Resumo da semana 19-23 Outubro 2020

O aproximar das eleições presidenciais nos EUA tem conferido uma dinâmica mais neutra aos mercados. A incerteza relativa aos novos estímulos fiscais e o (des)controlo da pandemia com os casos de COVID-19 a baterem records de dia para dia são fatores preponderantes a demarcar este contexto de incerteza e a alimentar esta atitude do esperar para ver. 

Em contraste, foi aprovado pela FDA, organização americana que regula e aprova novos medicamentos e tratamentos, o uso de remdesivir para tratamento de casos de COVID-19. Este avanço pode aliviar a pressão nos serviços hospitalares.

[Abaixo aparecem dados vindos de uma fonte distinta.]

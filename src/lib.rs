//! Tree detection over GeoTIFF orthophotos
//!
//! An orthophoto is cut into tiles for a box detector; box centres are
//! mapped to world coordinates, checked against a canopy height raster,
//! merged by density clustering and exported as a zipped shapefile, OSM
//! XML and WGS84 GeoJSON. [`TreeKit`] runs the whole chain.

pub mod io;
pub mod tiff;
pub mod compression;
pub mod extractor;
pub mod coordinate;
pub mod raster;
pub mod detector;
pub mod pipeline;
pub mod vector;
pub mod config;
pub mod errors;
pub mod utils;
pub mod commands;
pub mod api;

pub use crate::api::{ProcessOutput, TreeKit};
pub use crate::config::PipelineConfig;
pub use crate::errors::{TreeKitError, TreeKitResult};

pub use coordinate::{CoordinateSystem, CoordinateTransformer, Point};
pub use detector::{BoundingBox, Detection, DetectionParams, Detector, DetectorResult, ReplayDetector};
pub use pipeline::{ClusterDeduplicator, CoordinateMapper, HeightFilter, Tile, TileGrid};
pub use raster::{GeoRaster, GeoTransform, HeightGrid, RasterLimits};
pub use vector::{FormatConverter, VectorDataset, VectorExporter};
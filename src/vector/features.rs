//! GeoJSON output in WGS84

use std::fs;
use std::path::Path;

use geojson::{Feature, FeatureCollection, GeoJson, Geometry, JsonObject, JsonValue, Value};
use log::info;

use crate::coordinate::CoordinateTransformer;
use crate::errors::{TreeKitError, TreeKitResult};

use super::dataset::{FieldValue, VectorDataset};

fn json_value(value: &FieldValue) -> JsonValue {
    match value {
        FieldValue::Integer(v) => JsonValue::from(*v),
        FieldValue::Float(v) => JsonValue::from(*v),
        FieldValue::Text(v) => JsonValue::from(v.as_str()),
        FieldValue::Null => JsonValue::Null,
    }
}

/// Reprojects the dataset and builds one Point feature per tree
pub fn to_feature_collection(dataset: &VectorDataset, transformer: &CoordinateTransformer) -> TreeKitResult<FeatureCollection> {
    let names = VectorDataset::field_names();
    let mut features = Vec::with_capacity(dataset.len());

    for (index, point) in dataset.points().iter().enumerate() {
        let wgs84 = transformer.transform(&point.position)?;

        let mut properties = JsonObject::new();
        for (name, value) in names.iter().zip(dataset.attributes(index).iter()) {
            properties.insert(name.to_string(), json_value(value));
        }

        features.push(Feature {
            bbox: None,
            geometry: Some(Geometry::new(Value::Point(vec![wgs84.x, wgs84.y]))),
            id: None,
            properties: Some(properties),
            foreign_members: None,
        });
    }

    Ok(FeatureCollection { bbox: None, features, foreign_members: None })
}

/// Writes a feature collection as pretty-printed JSON
pub fn write_geojson_file(path: &Path, collection: &FeatureCollection) -> TreeKitResult<()> {
    let json = serde_json::to_string_pretty(&GeoJson::from(collection.clone()))
        .map_err(|e| TreeKitError::export(path, e.into()))?;
    fs::write(path, json).map_err(|e| TreeKitError::export(path, e))?;

    info!("Wrote {} GeoJSON features to {}", collection.features.len(), path.display());
    Ok(())
}
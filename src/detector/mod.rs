//! Object detector interface
//!
//! The model itself lives outside this crate. The pipeline only needs
//! something implementing [`Detector`]: given one tile image and the two
//! thresholds it returns boxes in tile-local pixels. Plain closures
//! implement the trait, and [`ReplayDetector`] serves boxes recorded by an
//! external model run.

mod detection;
mod nms;
mod replay;

pub use detection::{BoundingBox, Detection, DetectionParams};
pub use nms::non_max_suppression;
pub use replay::ReplayDetector;

use std::error::Error;

use crate::pipeline::Tile;

/// Result of one detector call
pub type DetectorResult = Result<Vec<Detection>, Box<dyn Error + Send + Sync>>;

/// Trait for tile detectors
pub trait Detector {
    /// Short name used in log messages
    fn name(&self) -> &str {
        "detector"
    }

    /// Detects objects in one tile
    ///
    /// # Arguments
    /// * `tile` - Tile pixels and origin
    /// * `params` - Confidence and IoU thresholds
    ///
    /// # Returns
    /// Boxes in the tile's own pixel coordinates
    fn detect(&self, tile: &Tile, params: &DetectionParams) -> DetectorResult;
}

impl<F> Detector for F
where
    F: Fn(&Tile, &DetectionParams) -> DetectorResult,
{
    fn name(&self) -> &str {
        "closure"
    }

    fn detect(&self, tile: &Tile, params: &DetectionParams) -> DetectorResult {
        self(tile, params)
    }
}
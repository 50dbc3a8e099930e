//! Region structure for defining a pixel window
//!
//! Coordinates are in pixels with (0,0) at the top-left corner of the
//! image. A region may extend past the image; [`Region::clamp_to`] crops
//! it before any data is read.

/// Rectangular pixel window
#[derive(Debug, Clone, Copy, PartialEq, Eq)]
pub struct Region {
    /// X-coordinate of the top-left corner (pixels from left)
    pub x: u32,

    /// Y-coordinate of the top-left corner (pixels from top)
    pub y: u32,

    /// Width of the region in pixels
    pub width: u32,

    /// Height of the region in pixels
    pub height: u32,
}

impl Region {
    /// Create a new region
    ///
    /// # Arguments
    /// * `x` - X-coordinate of the top-left corner
    /// * `y` - Y-coordinate of the top-left corner
    /// * `width` - Width of the region in pixels
    /// * `height` - Height of the region in pixels
    pub fn new(x: u32, y: u32, width: u32, height: u32) -> Self {
        Region { x, y, width, height }
    }

    /// Get the rightmost X coordinate (exclusive)
    pub fn end_x(&self) -> u32 {
        self.x.saturating_add(self.width)
    }

    /// Get the bottommost Y coordinate (exclusive)
    pub fn end_y(&self) -> u32 {
        self.y.saturating_add(self.height)
    }

    /// Number of pixels covered
    pub fn area(&self) -> u64 {
        self.width as u64 * self.height as u64
    }

    /// Whether the region covers no pixels
    pub fn is_empty(&self) -> bool {
        self.width == 0 || self.height == 0
    }

    /// Crops the region to an image of the given size
    ///
    /// # Returns
    /// The intersection, or `None` when the region lies entirely outside
    pub fn clamp_to(&self, image_width: u32, image_height: u32) -> Option<Region> {
        if self.x >= image_width || self.y >= image_height {
            return None;
        }

        let region = Region {
            x: self.x,
            y: self.y,
            width: self.end_x().min(image_width) - self.x,
            height: self.end_y().min(image_height) - self.y,
        };

        if region.is_empty() { None } else { Some(region) }
    }

    /// Whether the pixel lies inside the region
    pub fn contains(&self, x: u32, y: u32) -> bool {
        x >= self.x && x < self.end_x() && y >= self.y && y < self.end_y()
    }
}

Há ainda sinais de melhoria no mercado imobiliário, com o aumento de vendas de novas casas e no mercado de trabalho, a diminuição dos pedidos de ajuda para o desemprego e consequente diminuição da taxa de desemprego. 

A pandemia obriga-nos a dedicar-lhe um paragrafo especial para referir que continua a ter efeitos dramáticos tanto na Europa como nos EUA. Na Europa tem havido um aumento geral de medidas restritivas: Na Irlanda foi adoptada uma quarentena total com duração de 6 semanas; Itália e Bélgica impõe recolher obrigatório e o fecho de cinemas e salas de espectáculos, e um pouco por toda a Europa tem sido esta a direcção, limitar as áreas de lazer e desmotivar ajuntamentos. Nos EUA as medidas são tomadas consoante os estados, mas mesmo assim é notória uma diferença abismal por comparação à Europa. As restrições são muito tímidas e ainda assim geram manifestações e não há especial cuidado no controlo da vida social.

Assim torna-se evidente que o BCE e a Reserva Federal continuarão a ser os grandes pilares de sustentação destas economias.

Pelo lado do sol nascente espera-se que o Banco do Japão faça a revisão das suas expectativas para um PIB e inflação menor do que esperado, com uma queda de exportações e redução de despesa das empresas.

A China, apesar de uma retracção bolsista, reportou a expansão da sua economia no seu terceiro trimestre. Além deste, há vários indicadores que mostram que a economia chinesa está a ganhar terreno.